> [Exercise aim]: Scan the entries and copy each line where the word "picked" is present.

> [Records for the exercise]:
BEGIN

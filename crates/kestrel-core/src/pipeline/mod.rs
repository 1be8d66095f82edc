//! Culling pipeline stages.
//!
//! - **scanner**: Index RAW files and previews in a shoot directory
//! - **conversion**: Pair assets and convert RAW-only files on a worker pool
//! - **organizer**: Move rated RAW files into rating folders
//! - **cleanup**: Delete previews that belong to a RAW file
//! - **report**: Injected log and progress collaborators
//! - **processor**: Orchestrates the full run

pub mod cleanup;
pub mod conversion;
pub mod organizer;
pub mod processor;
pub mod report;
pub mod scanner;

// Re-exports for convenient access
pub use cleanup::TempCleaner;
pub use conversion::{plan_conversions, ConversionOutcome, ConversionPlan, ConversionScheduler, ConversionTask};
pub use organizer::{FileOrganizer, OrganizeReport};
pub use processor::{Culler, RunReport};
pub use report::{log_to_tracing, LogFn, ProgressFn, Reporter};
pub use scanner::{FileScanner, ScanResult};
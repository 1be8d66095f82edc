//! The `kestrel config` command for configuration management.

use clap::{Args, Subcommand};
use kestrel_core::Config;
use std::path::Path;

/// Arguments for the `config` command.
#[derive(Args, Debug)]
pub struct ConfigArgs {
    #[command(subcommand)]
    pub command: ConfigCommand,
}

/// Subcommands for configuration management.
#[derive(Subcommand, Debug)]
pub enum ConfigCommand {
    /// Display the effective configuration
    Show,

    /// Show config file path
    Path,

    /// Write a config file with the default thresholds
    Init {
        /// Overwrite existing config file
        #[arg(long)]
        force: bool,
    },
}

/// Execute the config command.
pub async fn execute(args: ConfigArgs) -> anyhow::Result<()> {
    match args.command {
        ConfigCommand::Show => {
            let path = Config::default_path();
            let config = Config::load()?;
            if path.exists() {
                println!("# {}", path.display());
            } else {
                println!("# defaults (no file at {})", path.display());
            }
            println!("{}", config.to_toml()?);
        }

        ConfigCommand::Path => {
            println!("{}", Config::default_path().display());
        }

        ConfigCommand::Init { force } => {
            let path = Config::default_path();
            write_default(&path, force)?;
            tracing::info!("Config file created at: {}", path.display());
            println!("Configuration initialized at: {}", path.display());
        }
    }

    Ok(())
}

/// Write the default configuration to `path`, refusing to clobber an
/// existing file unless `force` is set.
fn write_default(path: &Path, force: bool) -> anyhow::Result<()> {
    if path.exists() && !force {
        anyhow::bail!(
            "Config file already exists at: {}\nUse --force to overwrite.",
            path.display()
        );
    }

    if let Some(parent) = path.parent() {
        std::fs::create_dir_all(parent)?;
    }
    std::fs::write(path, Config::default().to_toml()?)?;
    Ok(())
}
//! Kestrel Core - wildlife photo culling library.
//!
//! Kestrel takes a directory of RAW files and JPEG previews from a shoot,
//! scores each frame with an external bird detector, assigns a star rating,
//! flags the very best frames as picked, and files the keepers into
//! per-rating folders.
//!
//! # Architecture
//!
//! ```text
//! Scan → Convert RAW-only → Detect → Rate → Pick → Organize → Clean up
//! ```
//!
//! Detection, conversion and metadata writing sit behind traits so the
//! pipeline can run with the built-in implementations or with test doubles.
//!
//! # Usage
//!
//! ```rust,ignore
//! use kestrel_core::{Config, Culler, Reporter};
//!
//! #[tokio::main]
//! async fn main() -> kestrel_core::Result<()> {
//!     let config = Config::load()?;
//!     let culler = Culler::from_config(config, Reporter::tracing());
//!
//!     let report = culler.run("./2024-05-shoot".as_ref()).await?;
//!     println!("3-star: {}", report.stats.excellent);
//!     Ok(())
//! }
//! ```

// Module declarations
pub mod config;
pub mod convert;
pub mod detect;
pub mod error;
pub mod manifest;
pub mod metadata;
pub mod picked;
pub mod pipeline;
pub mod rating;
pub mod stats;
pub mod types;

// Re-exports for convenient access
pub use config::{Config, NormalizationMode, RatingConfig};
pub use convert::{EmbeddedPreviewConverter, RawConverter};
pub use detect::{Detector, SidecarDetector};
pub use error::{ConfigError, KestrelError, PipelineError, PipelineResult, Result};
pub use manifest::{Manifest, MANIFEST_FILE_NAME};
pub use metadata::{ExifToolWriter, MetadataUpdate, MetadataWriter, NoopMetadataWriter};
pub use picked::{PickedCandidate, PickedSelection, PickedSelector};
pub use pipeline::{Culler, Reporter, RunReport};
pub use rating::{RatingEngine, RatingOutcome};
pub use stats::RunStats;
pub use types::{DetectionResult, DetectionSettings, LogLevel, Pick, RatedPhoto, Rating};

/// Library version.
pub const VERSION: &str = env!("CARGO_PKG_VERSION");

END

> [Response]:
//! flags the very best frames as picked, and files the keepers into
pub mod picked;
pub use picked::{PickedCandidate, PickedSelection, PickedSelector};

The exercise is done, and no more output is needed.